Regulators cleared the Olympus TJF-Q180V "with modifications to the device's design and labeling intended to help reduce the risk of bacterial infections," the FDA said in a statement. Olympus' updated scope includes a tighter seal that will reduce the chance that patient fluids and tissue can leak into a closed elevator channel, which could potentially cause infections and spread bacteria.
Olympus will also voluntarily recall its original model of the device. The recall will affect about 4,400 scopes at U.S. healthcare centers and will be carried out by August 2016, the FDA said. In the meantime, Olympus will start implementing "corrective action" for the products starting in February, the company said in a statement.
In addition to recalling old versions of the device, Olympus plans to conduct annual inspections of the scopes "to identify any wear and tear" on the elevator channel sealing feature and screen for any debris on the scope's tip, which would flag contamination, the FDA said. "We have made it a top priority to improve the safety of duodenoscopes and help protect patients from bacterial infections associated with these medical devices," William Maisel, head of the FDA's Center for Devices and Radiological Health, said in a statement.
The FDA's latest move builds on its previous attempts to beef up oversight for Olympus' scopes. In March 2014, the agency told the company that it needed to submit a premarket notification for its "closed" elevator channel model, which was never cleared by the agency. A year later, the FDA issued updated cleaning and disinfection instructions for the device after superbug outbreaks cropped up at U.S. healthcare centers.

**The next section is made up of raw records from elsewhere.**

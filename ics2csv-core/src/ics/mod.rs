//! ICS decoding.
//!
//! Wraps the `icalendar` crate's RFC 5545 parser and turns VEVENT
//! components into `CalendarEvent` records.

mod decode;

pub use decode::{DecodedCalendar, decode_events};
//! Upload endpoints

use axum::{
    Json, Router,
    extract::{Multipart, Query, State},
    http::{StatusCode, header},
    response::{IntoResponse, Response},
    routing::post,
};
use ics2csv_core::upload::{CSV_CONTENT_TYPE, with_bom};
use ics2csv_core::{Conversion, ConversionResult, ConvertResult, Upload, Variant};
use serde::Deserialize;

use crate::routes::AppError;
use crate::state::AppState;

/// Multipart field holding the .ics file
const FILE_FIELD: &str = "file";

pub fn router() -> Router<AppState> {
    Router::new()
        .route("/api/convert", post(convert))
        .route("/api/convert/json", post(convert_json))
}

#[derive(Deserialize)]
pub struct ConvertParams {
    pub variant: Option<Variant>,
}

/// POST /api/convert - Upload an .ics file, download the .csv
async fn convert(
    State(state): State<AppState>,
    Query(params): Query<ConvertParams>,
    multipart: Multipart,
) -> Result<Response, AppError> {
    let upload = read_upload(multipart).await?;
    let conversion = run(&state, params.variant, upload.as_ref())?;

    let file_name = upload
        .as_ref()
        .map(Upload::output_file_name)
        .unwrap_or_default();

    let body = if state.config().bom {
        with_bom(&conversion.csv)
    } else {
        conversion.csv.into_bytes()
    };

    Ok((
        StatusCode::OK,
        [
            (header::CONTENT_TYPE, CSV_CONTENT_TYPE.to_string()),
            (header::CONTENT_DISPOSITION, content_disposition(&file_name)),
        ],
        body,
    )
        .into_response())
}

/// POST /api/convert/json - Same input, `{csv}` or `{error}` as JSON
async fn convert_json(
    State(state): State<AppState>,
    Query(params): Query<ConvertParams>,
    multipart: Multipart,
) -> Result<Json<ConversionResult>, AppError> {
    let upload = read_upload(multipart).await?;
    let result: ConvertResult<Conversion> = run(&state, params.variant, upload.as_ref());
    Ok(Json(result.into()))
}

fn run(
    state: &AppState,
    variant: Option<Variant>,
    upload: Option<&Upload>,
) -> ConvertResult<Conversion> {
    let converter = state.converter(variant);
    let conversion = converter.convert_upload(upload)?;

    tracing::info!(
        file = upload.and_then(|u| u.file_name.as_deref()).unwrap_or("<unnamed>"),
        variant = %converter.variant,
        rows = conversion.rows,
        "converted upload"
    );

    Ok(conversion)
}

/// Pull the `file` field out of the form. Other fields are ignored.
async fn read_upload(mut multipart: Multipart) -> Result<Option<Upload>, AppError> {
    while let Some(field) = multipart.next_field().await? {
        if field.name() != Some(FILE_FIELD) {
            continue;
        }

        let file_name = field.file_name().map(str::to_owned);
        let content_type = field.content_type().map(str::to_owned);
        let bytes = field.bytes().await?;

        return Ok(Some(Upload::new(file_name, content_type, bytes.to_vec())));
    }

    Ok(None)
}

/// `attachment` disposition with an ASCII fallback name and the UTF-8 name
/// in `filename*` (RFC 6266).
fn content_disposition(file_name: &str) -> String {
    let fallback: String = file_name
        .chars()
        .map(|c| {
            if c.is_ascii_graphic() && c != '"' && c != '\\' || c == ' ' {
                c
            } else {
                '_'
            }
        })
        .collect();

    if fallback == file_name {
        return format!("attachment; filename=\"{file_name}\"");
    }

    let encoded = urlencoding::encode(file_name);

    format!("attachment; filename=\"{fallback}\"; filename*=UTF-8''{encoded}")
}
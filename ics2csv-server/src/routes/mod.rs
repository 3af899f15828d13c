pub mod convert;
pub mod health;

use axum::{
    Json,
    extract::multipart::MultipartError,
    http::StatusCode,
    response::{IntoResponse, Response},
};
use ics2csv_core::ConvertError;
use serde::Serialize;

/// Standard API error response
#[derive(Serialize)]
pub struct ErrorResponse {
    pub message: String,
}

/// Convert pipeline and upload errors to HTTP responses
pub enum AppError {
    Convert(ConvertError),
    Multipart(MultipartError),
}

impl AppError {
    fn status(&self) -> StatusCode {
        match self {
            AppError::Convert(ConvertError::NoFile | ConvertError::EmptyContent) => {
                StatusCode::BAD_REQUEST
            }
            AppError::Convert(ConvertError::Decode(_) | ConvertError::NoEvents) => {
                StatusCode::UNPROCESSABLE_ENTITY
            }
            AppError::Convert(_) => StatusCode::INTERNAL_SERVER_ERROR,
            AppError::Multipart(e) => e.status(),
        }
    }

    fn message(&self) -> String {
        match self {
            AppError::Convert(e) => e.user_message(),
            AppError::Multipart(e) => e.body_text(),
        }
    }
}

impl IntoResponse for AppError {
    fn into_response(self) -> Response {
        let status = self.status();
        let message = self.message();

        if status.is_server_error() {
            match &self {
                AppError::Convert(e) => tracing::error!(error = ?e, "conversion failed"),
                AppError::Multipart(e) => tracing::error!(error = ?e, "could not read upload"),
            }
        } else {
            tracing::info!(%status, %message, "conversion rejected");
        }

        (status, Json(ErrorResponse { message })).into_response()
    }
}

impl From<ConvertError> for AppError {
    fn from(err: ConvertError) -> Self {
        Self::Convert(err)
    }
}

impl From<MultipartError> for AppError {
    fn from(err: MultipartError) -> Self {
        Self::Multipart(err)
    }
}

But some say that the agency has not gone far enough in its regulation of duodenoscope devices. Earlier this week, a group of senators pointed fingers at the FDA and Olympus for sweeping problems with the products under the rug, even as superbug outbreaks continued to proliferate.
Olympus knew about potential scope design flaws as early as spring 2012 after an outbreak in the Netherlands, but blamed the infections on hospitals' poor cleaning procedures, the senators said. And the FDA "wasted valuable time" in getting data from Olympus and two other manufacturers of the devices, Fujifilm and Pentax, on whether they had proper cleaning procedures in place, they added.
"Patients should be able to trust that the devices they need for treatment are safe and effective," Sen. Patty Murray (D-WA), who kicked off the Senate probe. "Unfortunately this investigation makes clear that current policies for monitoring medical device safety put patients at risk, and in this case, allowed tragedies to occur that could have, and should have, been prevented."